Судя по лицу, Даше было все равно, кто, где и когда сидел.
– Ну да, МОЛОДАЯ.
Аня сверху посмотрела на Рыжего. Тот перекатил челюстями и опустил взгляд.
– Галактионова, сядь. Я сниму наручники.
– Сама разберусь, – глухо ответила Аня и направилась к выходу.
– Я достану дело твоей матери.
Она приостановилась, и Рыжий добавил:
– Я знаю, где батя его держит. И я куплю тебе ещё одно кофе, хотя ты столько его глушишь, что скоро начнёшь чесаться как твой вшивый кот Шре… Шру… тьфу!
#10. ИННОКЕНТИЙ
Пахло спертостью и гнильцой. Свет едва пробивался сквозь грязные окна, но даже его хватало, чтобы очертить неуютное, неухоженное, давно не жилое помещение.
Иннокентий потянул на себя раму. Она заскрипела, затрещала и впустила в дом охраны узкую полосу света. Солнце озарило пылинки, танцующие в воздухе, и косой трапецией скользнуло на пол. Потянуло свежим воздухом затона.
Иннокентий сделал пару шагов и остановился у огромного пятна засохшей крови, когда-то давно обведённого мелом. Рядом подрагивала на сквозняке заскорузлая бумажка. Тусклый, от руки написанный номер вещественного доказательства напоминал цифру «3».
– Ну здравствуй, Агата.
Иннокентий с треском, с облаком пыли открыл второе окно, и в помещении заметно посветлело. Из дыр на месте отвалившейся штукатурки смотрели кирпичи из глины с соломой, усаженные на глиняный раствор и затянутые металлической сеткой.
Когда Иннокентий только поселился здесь, он лично сбивал старую штукатурку до основы и укреплял, и штукатурил стены наново.

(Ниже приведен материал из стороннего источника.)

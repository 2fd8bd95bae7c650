// src/main.rs
use anyhow::{anyhow, Context, Result};
use clap::{Parser, Subcommand};
use std::fs;
use std::path::{Path, PathBuf};
use std::sync::Arc;
use tracing::info;

use spiderflow::core::validator::ValidationIssue;
use spiderflow::services::flow_store::{DirectoryFlowStore, FlowStore};
use spiderflow::services::web_server;
use spiderflow::{
    FlowDocument, FlowExecutor, FlowParser, FlowValidator, LogCallback, LogEntry, LogLevel,
    SpiderConfig,
};

#[derive(Parser)]
#[command(name = "spiderflow", version = env!("CARGO_PKG_VERSION"))]
struct Cli {
    #[command(subcommand)]
    command: Commands,
}

#[derive(Subcommand)]
enum Commands {
    /// Execute a flow and print the collected records
    Run {
        /// Flow document (JSON with `nodes` and `edges`)
        file: Option<PathBuf>,
        /// Run a saved flow from the configured flows directory
        #[arg(long, conflicts_with = "file")]
        id: Option<String>,
        /// Seed for delays and user-agent rotation
        #[arg(long)]
        seed: Option<u64>,
        /// Output format (text or json)
        #[arg(long, default_value = "text")]
        format: String,
        /// Also write the collected records to this file
        #[arg(short, long)]
        output: Option<PathBuf>,
    },
    /// Report structural problems in a flow without running it
    Check {
        file: PathBuf,
        /// Show warnings for valid flows too
        #[arg(long)]
        all: bool,
        /// Output format (text or json)
        #[arg(long, default_value = "text")]
        format: String,
    },
    /// Start the HTTP API
    Web {
        #[arg(short, long)]
        port: Option<u16>,
        #[arg(long)]
        host: Option<String>,
    },
}

fn load_document(
    file: Option<&Path>,
    id: Option<&str>,
    config: &SpiderConfig,
) -> Result<FlowDocument> {
    match (file, id) {
        (Some(path), _) => FlowParser::from_path(path),
        (None, Some(id)) => DirectoryFlowStore::new(&config.store.flows_dir)
            .load(id)?
            .ok_or_else(|| anyhow!("Flow '{}' not found in {:?}", id, config.store.flows_dir)),
        (None, None) => Err(anyhow!("Either a flow file or --id is required")),
    }
}

fn print_entry(entry: &LogEntry) {
    let tag = match entry.level {
        LogLevel::Info => "\x1b[36minfo\x1b[0m ",
        LogLevel::Warn => "\x1b[33mwarn\x1b[0m ",
        LogLevel::Error => "\x1b[31merror\x1b[0m",
    };
    match &entry.node_id {
        Some(node) => println!("  {} [{}] {}", tag, node, entry.message),
        None => println!("  {} {}", tag, entry.message),
    }
}

async fn handle_run(
    file: Option<&Path>,
    id: Option<&str>,
    seed: Option<u64>,
    format: &str,
    output: Option<&Path>,
    mut config: SpiderConfig,
) -> Result<()> {
    let doc = load_document(file, id, &config)?;
    if seed.is_some() {
        config.engine.seed = seed;
    }

    let json_mode = format == "json";
    if !json_mode {
        println!("\x1b[1mRunning\x1b[0m {}", doc.title());
    }

    let executor = FlowExecutor::new(config);
    let on_log: Option<LogCallback> = if json_mode {
        None
    } else {
        Some(Arc::new(print_entry))
    };
    let result = executor.execute_flow(&doc.nodes, &doc.edges, on_log).await;

    if let Some(path) = output {
        let records = serde_json::to_string_pretty(&result.data)?;
        fs::write(path, records).with_context(|| format!("Failed to write {:?}", path))?;
        info!("Wrote {} record(s) to {:?}", result.data.len(), path);
    }

    if json_mode {
        println!("{}", serde_json::to_string_pretty(&result)?);
    } else {
        println!();
        for record in &result.data {
            println!("{}", serde_json::to_string_pretty(record)?);
        }
        match &result.error {
            None => println!(
                "    \x1b[1;32mFinished\x1b[0m {} record(s) collected",
                result.data.len()
            ),
            Some(e) => println!("\x1b[1;31merror\x1b[0m: {}", e),
        }
    }

    if !result.success {
        std::process::exit(1);
    }
    Ok(())
}

fn print_issues(kind: &str, color: &str, issues: &[ValidationIssue]) {
    for issue in issues {
        let at = issue
            .node_id
            .as_deref()
            .map(|id| format!(" (node '{}')", id))
            .unwrap_or_default();
        println!(
            "  \x1b[{}m{}\x1b[0m[{}]: {}{}",
            color, kind, issue.code, issue.message, at
        );
    }
}

fn handle_check(file: &Path, show_all: bool, format: &str) -> Result<()> {
    let doc = FlowParser::from_path(file)?;
    let validation = FlowValidator::validate(&doc);

    if format == "json" {
        println!(
            "{}",
            serde_json::to_string_pretty(&serde_json::json!({
                "file": file,
                "flow": doc.title(),
                "valid": validation.is_valid,
                "errors": validation.errors,
                "warnings": validation.warnings,
            }))?
        );
    } else {
        print_issues("error", "1;31", &validation.errors);
        if show_all || !validation.is_valid {
            print_issues("warning", "33", &validation.warnings);
        }

        if !validation.is_valid {
            println!(
                "\x1b[1;31merror\x1b[0m: {} has {} error(s), {} warning(s)",
                file.display(),
                validation.error_count(),
                validation.warning_count()
            );
        } else if validation.warning_count() > 0 {
            println!(
                "    \x1b[1;32mFinished\x1b[0m checking {} - valid with {} warning(s)",
                doc.title(),
                validation.warning_count()
            );
        } else {
            println!("    \x1b[1;32mFinished\x1b[0m checking {} - all valid", doc.title());
        }
    }

    if !validation.is_valid {
        std::process::exit(1);
    }
    Ok(())
}

#[tokio::main]
async fn main() -> Result<()> {
    dotenvy::dotenv().ok();

    let filter = tracing_subscriber::EnvFilter::try_from_default_env()
        .unwrap_or_else(|_| tracing_subscriber::EnvFilter::new("spiderflow=warn,tower_http=info"));
    tracing_subscriber::fmt().with_env_filter(filter).init();

    let cli = Cli::parse();
    let config = SpiderConfig::load()?;

    match &cli.command {
        Commands::Run { file, id, seed, format, output } => {
            handle_run(
                file.as_deref(),
                id.as_deref(),
                *seed,
                format,
                output.as_deref(),
                config,
            )
            .await?;
        }
        Commands::Check { file, all, format } => handle_check(file, *all, format)?,
        Commands::Web { port, host } => {
            // CLI > config file > default
            let final_host = host.clone().unwrap_or_else(|| config.server.host.clone());
            let final_port = port.unwrap_or(config.server.port);
            web_server::start_web_server(config, final_host, final_port).await?;
        }
    }

    Ok(())
}
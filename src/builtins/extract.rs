// src/builtins/extract.rs
//
// Extraction engine. Pure functions over the stored `resp` record; the
// document is parsed from `resp.html` for each query.

use lazy_static::lazy_static;
use regex::Regex;
use scraper::{ElementRef, Html, Selector};
use serde_json::Value;

use super::Step;
use crate::core::context::ExecutionContext;
use crate::core::error::FlowError;
use crate::core::expression::display_string;
use crate::core::graph::ExtractConfig;
use crate::core::resolver::resolve_string;

lazy_static! {
    static ref TITLE_SELECTOR: Selector = Selector::parse("title").unwrap();
    static ref JSONPATH_ROOT: Regex = Regex::new(r"^\$\.?").unwrap();
}

/// Text of the document's `<title>`, empty when there is none.
pub fn document_title(html: &str) -> String {
    let doc = Html::parse_document(html);
    doc.select(&TITLE_SELECTOR)
        .flat_map(|el| el.text())
        .collect()
}

pub fn parse_selector(selector: &str) -> Result<Selector, FlowError> {
    Selector::parse(selector)
        .map_err(|e| FlowError::Data(format!("Invalid selector '{}': {:?}", selector, e)))
}

/// `text` (trimmed), `html` (inner markup) or the named attribute.
pub fn element_value(el: &ElementRef<'_>, attribute: &str) -> String {
    match attribute {
        "text" => el.text().collect::<String>().trim().to_string(),
        "html" => el.inner_html(),
        name => el.value().attr(name).unwrap_or_default().to_string(),
    }
}

/// Every element matching a CSS selector, mapped through `attribute`.
pub fn query_dom(html: &str, selector: &str, attribute: &str) -> Result<Vec<String>, FlowError> {
    let selector = parse_selector(selector)?;
    let doc = Html::parse_document(html);
    Ok(doc
        .select(&selector)
        .map(|el| element_value(&el, attribute))
        .collect())
}

/// All matches of `pattern`; group 1 when it captured something, else the whole match.
pub fn regex_matches(html: &str, pattern: &str) -> Result<Vec<String>, FlowError> {
    let re = Regex::new(pattern)
        .map_err(|e| FlowError::Data(format!("Invalid regular expression: {}", e)))?;
    Ok(re
        .captures_iter(html)
        .map(|caps| {
            caps.get(1)
                .map(|m| m.as_str())
                .filter(|s| !s.is_empty())
                .unwrap_or_else(|| caps.get(0).map(|m| m.as_str()).unwrap_or_default())
                .to_string()
        })
        .collect())
}

/// Minimal path dialect: `$.a.b`, `*` / `[*]` / `a[*]` fan out over arrays,
/// `a[2]` / `[2]` index into them. Leaf arrays fan out too.
pub fn json_path(json: &Value, path: &str) -> Vec<String> {
    let trimmed = JSONPATH_ROOT.replace(path.trim(), "");
    let segments: Vec<&str> = trimmed.split('.').filter(|s| !s.is_empty()).collect();
    let mut out = Vec::new();
    walk(json, &segments, &mut out);
    out
}

fn walk(value: &Value, segments: &[&str], out: &mut Vec<String>) {
    let Some((head, rest)) = segments.split_first() else {
        match value {
            Value::Array(items) => out.extend(items.iter().map(leaf_string)),
            other => out.push(leaf_string(other)),
        }
        return;
    };

    let (key, index) = split_segment(head);
    let target = if key.is_empty() || key == "*" {
        Some(value)
    } else {
        value.as_object().and_then(|obj| obj.get(key))
    };
    let Some(target) = target else {
        return;
    };

    match index {
        None if key == "*" => {
            if let Value::Array(items) = target {
                items.iter().for_each(|item| walk(item, rest, out));
            }
        }
        None => walk(target, rest, out),
        Some("*") => {
            if let Value::Array(items) = target {
                items.iter().for_each(|item| walk(item, rest, out));
            }
        }
        Some(n) => {
            let item = n.trim().parse::<usize>().ok().and_then(|i| target.get(i));
            if let Some(item) = item {
                walk(item, rest, out);
            }
        }
    }
}

/// `key[idx]` -> (`key`, Some(`idx`)); plain `key` -> (`key`, None).
fn split_segment(segment: &str) -> (&str, Option<&str>) {
    if let (Some(open), true) = (segment.find('['), segment.ends_with(']')) {
        (&segment[..open], Some(&segment[open + 1..segment.len() - 1]))
    } else {
        (segment, None)
    }
}

fn leaf_string(value: &Value) -> String {
    match value {
        Value::Object(_) => value.to_string(),
        other => display_string(other),
    }
}

/// Applies one selection strategy to a `resp` record. Unknown strategies match nothing.
pub fn extract_values(
    resp: &Value,
    selector_type: &str,
    selector: &str,
    attribute: &str,
) -> Result<Vec<String>, FlowError> {
    if selector.is_empty() {
        return Ok(Vec::new());
    }
    let html = resp.get("html").and_then(Value::as_str).unwrap_or_default();
    match selector_type {
        "css" | "xpath" => query_dom(html, selector, attribute),
        "regex" => regex_matches(html, selector),
        "jsonpath" => Ok(match resp.get("json") {
            None | Some(Value::Null) => Vec::new(),
            Some(json) => json_path(json, selector),
        }),
        _ => Ok(Vec::new()),
    }
}

fn has_response(ctx: &ExecutionContext) -> bool {
    !matches!(ctx.get("resp"), None | Some(Value::Null))
}

pub fn run_extract(cfg: &ExtractConfig, node_id: &str, ctx: &mut ExecutionContext) -> Step {
    let node = Some(node_id);
    if !has_response(ctx) {
        ctx.error("Extract node: No response available (resp is undefined)", node);
        return Step::Halt;
    }

    let selector = resolve_string(cfg.selector.as_deref().unwrap_or_default(), &ctx.variables);
    let selector_type = cfg.selector_type();
    ctx.info(format!("Extracting with {}: {}", selector_type, selector), node);

    let outcome = match ctx.get("resp") {
        Some(resp) => extract_values(resp, selector_type, &selector, cfg.attribute()),
        None => Ok(Vec::new()),
    };

    match outcome {
        Ok(values) => {
            let output_var = cfg.output_var();
            let summary = if cfg.multiple() {
                let summary = format!("{} items", values.len());
                ctx.set(output_var, Value::from(values));
                summary
            } else {
                let first = values.into_iter().next().unwrap_or_default();
                ctx.set(output_var, Value::String(first));
                "1 item".to_string()
            };
            ctx.info(
                format!("Extracted {} into variable \"{}\"", summary, output_var),
                node,
            );
            Step::Continue
        }
        Err(e) => {
            ctx.error(format!("Extract failed: {}", e), node);
            ctx.set_exception(&e);
            Step::Halt
        }
    }
}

Тогда саманные стены ему нравились. Дюбеля не проваливались в них, как в ракушечнике, и полочки держались крепко.
Теперь нутро из глиняных кирпичей выглядело мерзко, отталкивающе, будто Иннокентий вернулся доживать век в сырой земле.
В могиле.
Он тряхнул головой, отгоняя образ, направился в каморку с раковиной и покрутил ручку крана. Воды не было.